Se pensiamo a un’entrata e un’uscita collochiamo crono-logicamente quella prima di questa, cosicché noi entreremmo nella vita da vivere personalmente non si sa bene in che punto, forse nel fortuito e un po’ comico punto d’incontro dello spermatozoo con l’ovulo, per uscirne nel punto della morte. Non è affatto così. Nella nostra vita siamo usciti, non si sa in che punto, dal Reale “naturale” di cui non si sa niente, né che sia forma né che sia sostanza, ma sappiamo che ne rientreremo, mai del tutto e mai in un punto preciso tra la sincronia della struttura e la diacronia della scrittura, quella che “non cessa di scriversi” in noi come Storia. Non è un granché di sapere, e neanche c’è un Altro che ne sappia di più, ma sembra non curarsene ed è in ciò il suo fascino.

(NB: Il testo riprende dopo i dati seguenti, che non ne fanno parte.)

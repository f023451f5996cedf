//! Link state machine and ordered event delivery.
//!
//! The [`Dispatcher`] is the only place [`LinkState`] changes and the only
//! producer on the subscriber channel. State and channel change together
//! under one lock, so the subscriber sees events in exactly the order the
//! transitions happened.
//!
//! Each connect attempt gets a fresh generation number. Workers present
//! their generation with every transition; once a newer connect or a manual
//! disconnect has moved the generation on, a stale worker's transitions are
//! ignored.
//!
//! | From                   | Event                 | To           |
//! |------------------------|-----------------------|--------------|
//! | Disconnected           | connect requested     | Connecting   |
//! | Connecting             | connect succeeded     | Connected    |
//! | Connecting             | connect failed        | Disconnected |
//! | Connected              | read loop error/close | Disconnected |
//! | Connected / Connecting | manual disconnect     | Disconnected |

use std::pin::Pin;
use std::sync::Arc;
use std::task::{Context, Poll};

use futures::{Stream, StreamExt};
use tokio::sync::{Mutex, mpsc, watch};
use tokio_stream::wrappers::UnboundedReceiverStream;
use tracing::{debug, info};

use crate::types::{LinkEvent, LinkState, SensorRecord};

/// Dispatcher shared between the manager and its worker.
pub type SharedDispatcher = Arc<Mutex<Dispatcher>>;

/// Owns [`LinkState`] and the sending half of the subscriber channel.
#[derive(Debug)]
pub struct Dispatcher {
    state: LinkState,
    generation: u64,
    events: mpsc::UnboundedSender<LinkEvent>,
    state_tx: watch::Sender<LinkState>,
}

impl Dispatcher {
    /// Create a dispatcher with its event receiver and a state watch.
    pub fn new() -> (Self, LinkEvents, watch::Receiver<LinkState>) {
        let (events, events_rx) = mpsc::unbounded_channel();
        let (state_tx, state_rx) = watch::channel(LinkState::Disconnected);
        let dispatcher =
            Self { state: LinkState::Disconnected, generation: 0, events, state_tx };
        (dispatcher, LinkEvents::new(events_rx), state_rx)
    }

    pub fn state(&self) -> LinkState {
        self.state
    }

    pub fn generation(&self) -> u64 {
        self.generation
    }

    /// Start a new attempt, superseding whatever held the slot.
    ///
    /// A live session is reported `Disconnected` before the new attempt
    /// begins. Returns the new attempt's generation.
    pub fn begin_connect(&mut self) -> u64 {
        if self.state == LinkState::Connected {
            self.emit(LinkEvent::Disconnected);
        }
        self.generation += 1;
        self.set_state(LinkState::Connecting);
        self.generation
    }

    /// Connecting -> Connected. Returns false if the attempt is stale.
    pub fn connect_succeeded(&mut self, generation: u64) -> bool {
        if !self.is_current(generation, LinkState::Connecting) {
            return false;
        }
        self.set_state(LinkState::Connected);
        self.emit(LinkEvent::Connected);
        true
    }

    /// Connecting -> Disconnected. No event: the subscriber never saw
    /// `Connected` for this attempt.
    pub fn connect_failed(&mut self, generation: u64) -> bool {
        if !self.is_current(generation, LinkState::Connecting) {
            return false;
        }
        self.set_state(LinkState::Disconnected);
        true
    }

    /// Deliver one record. Returns false once the session is stale, which
    /// tells the reader to stop.
    pub fn publish(&mut self, generation: u64, record: SensorRecord) -> bool {
        if !self.is_current(generation, LinkState::Connected) {
            return false;
        }
        self.emit(LinkEvent::RecordReceived(record));
        true
    }

    /// Connected -> Disconnected after the read loop ended on its own.
    pub fn session_ended(&mut self, generation: u64) -> bool {
        if !self.is_current(generation, LinkState::Connected) {
            return false;
        }
        self.set_state(LinkState::Disconnected);
        self.emit(LinkEvent::Disconnected);
        true
    }

    /// Manual disconnect. A no-op returning false when already
    /// disconnected; otherwise invalidates the current generation.
    pub fn cancel(&mut self) -> bool {
        match self.state {
            LinkState::Disconnected => false,
            previous => {
                self.generation += 1;
                self.set_state(LinkState::Disconnected);
                if previous == LinkState::Connected {
                    self.emit(LinkEvent::Disconnected);
                }
                true
            }
        }
    }

    fn is_current(&self, generation: u64, expected: LinkState) -> bool {
        let current = generation == self.generation && self.state == expected;
        if !current {
            debug!(
                generation,
                current_generation = self.generation,
                state = %self.state,
                "Ignoring stale transition"
            );
        }
        current
    }

    fn set_state(&mut self, state: LinkState) {
        if self.state != state {
            info!(generation = self.generation, "Link state {} -> {}", self.state, state);
        }
        self.state = state;
        self.state_tx.send_replace(state);
    }

    fn emit(&self, event: LinkEvent) {
        // The subscriber may have gone away; the link keeps running regardless.
        let _ = self.events.send(event);
    }
}

/// A worker's view of the dispatcher, pinned to one generation.
#[derive(Debug, Clone)]
pub struct SessionPublisher {
    dispatcher: SharedDispatcher,
    generation: u64,
}

impl SessionPublisher {
    pub fn new(dispatcher: SharedDispatcher, generation: u64) -> Self {
        Self { dispatcher, generation }
    }

    pub fn generation(&self) -> u64 {
        self.generation
    }

    pub async fn connected(&self) -> bool {
        self.dispatcher.lock().await.connect_succeeded(self.generation)
    }

    pub async fn connect_failed(&self) -> bool {
        self.dispatcher.lock().await.connect_failed(self.generation)
    }

    pub async fn record(&self, record: SensorRecord) -> bool {
        self.dispatcher.lock().await.publish(self.generation, record)
    }

    pub async fn ended(&self) -> bool {
        self.dispatcher.lock().await.session_ended(self.generation)
    }
}

/// Ordered, single-consumer stream of [`LinkEvent`]s.
#[derive(Debug)]
pub struct LinkEvents {
    inner: UnboundedReceiverStream<LinkEvent>,
}

impl LinkEvents {
    fn new(rx: mpsc::UnboundedReceiver<LinkEvent>) -> Self {
        Self { inner: UnboundedReceiverStream::new(rx) }
    }

    /// Wait for the next event. `None` once the manager is gone.
    pub async fn recv(&mut self) -> Option<LinkEvent> {
        self.inner.next().await
    }

    /// Take an already-queued event without waiting.
    pub fn try_recv(&mut self) -> Option<LinkEvent> {
        self.inner.as_mut().try_recv().ok()
    }
}

impl Stream for LinkEvents {
    type Item = LinkEvent;

    fn poll_next(mut self: Pin<&mut Self>, cx: &mut Context<'_>) -> Poll<Option<LinkEvent>> {
        Pin::new(&mut self.inner).poll_next(cx)
    }
}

Fosse “del tutto e in un punto preciso”, si tratterebbe di quella “duplicazione della morte” di cui parla Lacan a proposito di Antigone e Sade nel Seminario VII° e riprendendo brevemente la faccenda nel XVII°.
I preti, tra battesimo ed estrema unzione, danno l’impressione di dominare l’argomento ponendo correttamente il simbolo accanto alla natura che rimane come puro sfondo sincronico della vita individuale, risolvendo a modo loro l’aporia del Tutto-vero o del Tutto-falso. Questa operazione di far posto allo spirito nella materia, più che a farlo prevalere sulla materia in toto, e ciò a condizione e nella contingenza della bene-dizione sacramentale, è di una arditezza che, stabilendo la coesistenza di due verità assolute, va oltre la logica che presiede alla dialettica.